2007年の10月に『心の哲学への誘い』(萌書房、1900円)を出版した。
心の哲学への入門書であるが、分析哲学系の心の哲学に偏ることなく、科学と対話する普遍的な心の哲学への導入を目指した。
生命や自然についての考察、精神医学と心身医学への目配りに特徴がある。
目次は次の通り。
第1章 心の哲学とは何か
第2章 心身問題とは何か
第3章 臨床医学への応用
第4章 「私」とは何か-意識と自我
第5章 クオリアとは何か
第6章 「いのち」の本性-自然と生命
第7章 自由意志と身体性
第8章 脳と心
これで四六版、180ページである。
第4章ではネーゲルの問い「コウモリであるとはどのようなことか」が疑似問題であることを指摘している。

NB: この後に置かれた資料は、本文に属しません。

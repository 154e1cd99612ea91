//! Utility functions.

pub mod calc;
pub mod reminder_parser;

/// Telegram rejects messages longer than 4096 characters.
pub const MAX_MESSAGE_CHARS: usize = 4000;

/// Escape HTML special characters for Telegram HTML parse mode.
pub fn html_escape(s: &str) -> String {
    s.replace('&', "&amp;")
        .replace('<', "&lt;")
        .replace('>', "&gt;")
}

/// One unit of Telegram HTML: a tag, or a visible character or entity.
#[derive(Debug, Clone, Copy, PartialEq, Eq)]
enum Piece<'a> {
    Open { name: &'a str, raw: &'a str },
    Close { name: &'a str, raw: &'a str },
    Text(&'a str),
}

impl Piece<'_> {
    fn is_break(&self) -> bool {
        matches!(self, Piece::Text("\n" | " "))
    }
}

fn tag_name(raw: &str) -> &str {
    raw.trim_start_matches(['<', '/'])
        .split(|c: char| c.is_whitespace() || c == '>' || c == '/')
        .next()
        .unwrap_or("")
}

fn pieces(text: &str) -> Vec<Piece<'_>> {
    let mut out = Vec::new();
    let mut i = 0;

    while i < text.len() {
        let rest = &text[i..];
        let markup = if rest.starts_with('<') {
            rest.find('>').map(|end| end + 1)
        } else if rest.starts_with('&') {
            rest.find(';')
                .filter(|&end| (2..=10).contains(&end))
                .filter(|&end| rest[1..end].chars().all(|c| c.is_ascii_alphanumeric() || c == '#'))
                .map(|end| end + 1)
        } else {
            None
        };
        let len = markup.unwrap_or_else(|| rest.chars().next().map_or(1, char::len_utf8));
        let raw = &rest[..len];

        out.push(if len > 1 && raw.starts_with("</") {
            Piece::Close {
                name: tag_name(raw),
                raw,
            }
        } else if len > 1 && raw.starts_with('<') {
            Piece::Open {
                name: tag_name(raw),
                raw,
            }
        } else {
            Piece::Text(raw)
        });
        i += len;
    }
    out
}

/// Where a chunk may be cut: chunk length, tags open there, piece to resume at.
struct Cut<'a> {
    len: usize,
    open: Vec<(&'a str, &'a str)>,
    resume: usize,
}

/// Split Telegram HTML into chunks of at most `max_chars` visible characters.
///
/// Tags and entities are never cut. Tags still open at a cut are closed at
/// the end of the chunk and reopened at the start of the next one. Prefers to
/// break at the last newline or space inside each chunk.
pub fn split_html(text: &str, max_chars: usize) -> Vec<String> {
    let max_chars = max_chars.max(1);
    let pieces = pieces(text);

    let mut chunks = Vec::new();
    let mut chunk = String::new();
    let mut open: Vec<(&str, &str)> = Vec::new();
    let mut visible = 0;
    let mut last_break: Option<Cut> = None;
    let mut trim = false;
    let mut i = 0;

    while i < pieces.len() {
        let piece = pieces[i];
        match piece {
            Piece::Open { name, raw } => {
                chunk.push_str(raw);
                open.push((name, raw));
            }
            Piece::Close { name, raw } => {
                chunk.push_str(raw);
                if let Some(pos) = open.iter().rposition(|(n, _)| *n == name) {
                    open.truncate(pos);
                }
            }
            Piece::Text(_) if trim && piece.is_break() => {}
            Piece::Text(_) if visible == max_chars => {
                let cut = match last_break.take() {
                    Some(cut) if !piece.is_break() => cut,
                    _ => Cut {
                        len: chunk.len(),
                        open: open.clone(),
                        resume: if piece.is_break() { i + 1 } else { i },
                    },
                };

                chunk.truncate(cut.len);
                for (name, _) in cut.open.iter().rev() {
                    chunk.push_str(&format!("</{name}>"));
                }
                chunks.push(std::mem::take(&mut chunk));

                for (_, raw) in &cut.open {
                    chunk.push_str(raw);
                }
                open = cut.open;
                visible = 0;
                trim = true;
                i = cut.resume;
                continue;
            }
            Piece::Text(raw) => {
                if piece.is_break() && visible > 0 {
                    last_break = Some(Cut {
                        len: chunk.len(),
                        open: open.clone(),
                        resume: i + 1,
                    });
                }
                chunk.push_str(raw);
                visible += 1;
                trim = false;
            }
        }
        i += 1;
    }

    if visible > 0 || chunks.is_empty() {
        chunks.push(chunk);
    }
    chunks
}

/// Cut `text` to at most `max_chars` characters.
pub fn truncate_chars(text: &str, max_chars: usize) -> &str {
    match text.char_indices().nth(max_chars) {
        Some((i, _)) => &text[..i],
        None => text,
    }
}
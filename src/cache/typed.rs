//! Typed cache wrapper around Moka.

use std::hash::Hash;
use std::sync::Arc;

use moka::sync::Cache;

use super::CacheConfig;

/// Thread-safe, clone-cheap handle to one Moka cache.
pub struct TypedCache<K, V>
where
    K: Hash + Eq + Send + Sync + 'static,
    V: Clone + Send + Sync + 'static,
{
    inner: Arc<Cache<K, V>>,
    name: Arc<str>,
}

// Manual impl so K and V need not be Clone
impl<K, V> Clone for TypedCache<K, V>
where
    K: Hash + Eq + Send + Sync + 'static,
    V: Clone + Send + Sync + 'static,
{
    fn clone(&self) -> Self {
        Self {
            inner: Arc::clone(&self.inner),
            name: Arc::clone(&self.name),
        }
    }
}

impl<K, V> TypedCache<K, V>
where
    K: Hash + Eq + Send + Sync + 'static,
    V: Clone + Send + Sync + 'static,
{
    pub fn new(name: impl Into<Arc<str>>, config: CacheConfig) -> Self {
        let mut builder = Cache::builder().max_capacity(config.max_capacity);

        if let Some(ttl) = config.ttl {
            builder = builder.time_to_live(ttl);
        }

        if let Some(tti) = config.tti {
            builder = builder.time_to_idle(tti);
        }

        Self {
            inner: Arc::new(builder.build()),
            name: name.into(),
        }
    }

    pub fn insert(&self, key: K, value: V) {
        self.inner.insert(key, value);
    }

    /// Returns the value if present and not expired.
    pub fn get(&self, key: &K) -> Option<V> {
        self.inner.get(key)
    }

    pub fn invalidate(&self, key: &K) {
        self.inner.invalidate(key);
    }
}

impl<K, V> std::fmt::Debug for TypedCache<K, V>
where
    K: Hash + Eq + Send + Sync + 'static,
    V: Clone + Send + Sync + 'static,
{
    fn fmt(&self, f: &mut std::fmt::Formatter<'_>) -> std::fmt::Result {
        f.debug_struct("TypedCache")
            .field("name", &self.name)
            .field("entry_count", &self.inner.entry_count())
            .finish()
    }
}
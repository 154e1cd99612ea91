//! /reminders - list pending reminders.

use chrono::FixedOffset;
use teloxide::prelude::*;
use tracing::warn;

use super::reply_html;
use crate::bot::dispatcher::{AppState, ThrottledBot};
use crate::database::Reminder;
use crate::events::handlers::caller;
use crate::i18n::{get_text, t};
use crate::utils::html_escape;

pub async fn reminders_command(bot: ThrottledBot, msg: Message, state: AppState) -> anyhow::Result<()> {
    let Some(who) = caller(&msg, &state).await else {
        return Ok(());
    };

    let text = match state.reminders.pending_for(who.user_id).await {
        Ok(pending) => format_pending(who.lang, &pending, state.assistant.timezone()),
        Err(e) => {
            warn!("Failed to list reminders for {}: {}", who.user_id, e);
            get_text(who.lang, "errors.store")
        }
    };
    reply_html(&bot, &msg, text).await
}

fn format_pending(lang: &str, pending: &[Reminder], tz: FixedOffset) -> String {
    if pending.is_empty() {
        return get_text(lang, "reminder.list_empty");
    }

    let time_format = get_text(lang, "reminder.time_format");
    let mut text = get_text(lang, "reminder.list_header");
    for reminder in pending {
        let time = reminder.fire_time().with_timezone(&tz).format(&time_format).to_string();
        text.push('\n');
        text.push_str(&t(
            lang,
            "reminder.list_item",
            &[
                ("id", &reminder.id.to_string()),
                ("time", &time),
                ("text", &html_escape(&reminder.text)),
            ],
        ));
    }
    text
}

第8章では脳の神経システムを調べることはコンピュータのハードウエアの仕組みを調べることに似ており、「心」そのものを知ることにはつながらないことを指摘した。
とにかく、全体に読みやすく、優れた入門書となっている。
奈良の畿央大学の2010年度の国語の入試問題に出典引用された。
また、大阪府立大学の学生推薦図書になっている。
「心とは何か。私って何。というのは誰もが一度は考える難問である。この本にはその問いに答えるためのヒントが書いてあるように思われます。創発とクオリアという概念が興味深いですよ」という推薦内容である。
この本から大学入試や予備校の模擬試験で出典引用されるようになった。
引用がなく、自分の文章でほとんど構成し、論理が明晰で、構成がすぐれており、とにかく文章が国語としてすばらしいかららしい。
・付記 この本は2015年夏の代々木ゼミナールの九州大学プレの国語の問題に出典引用されることが決まりました。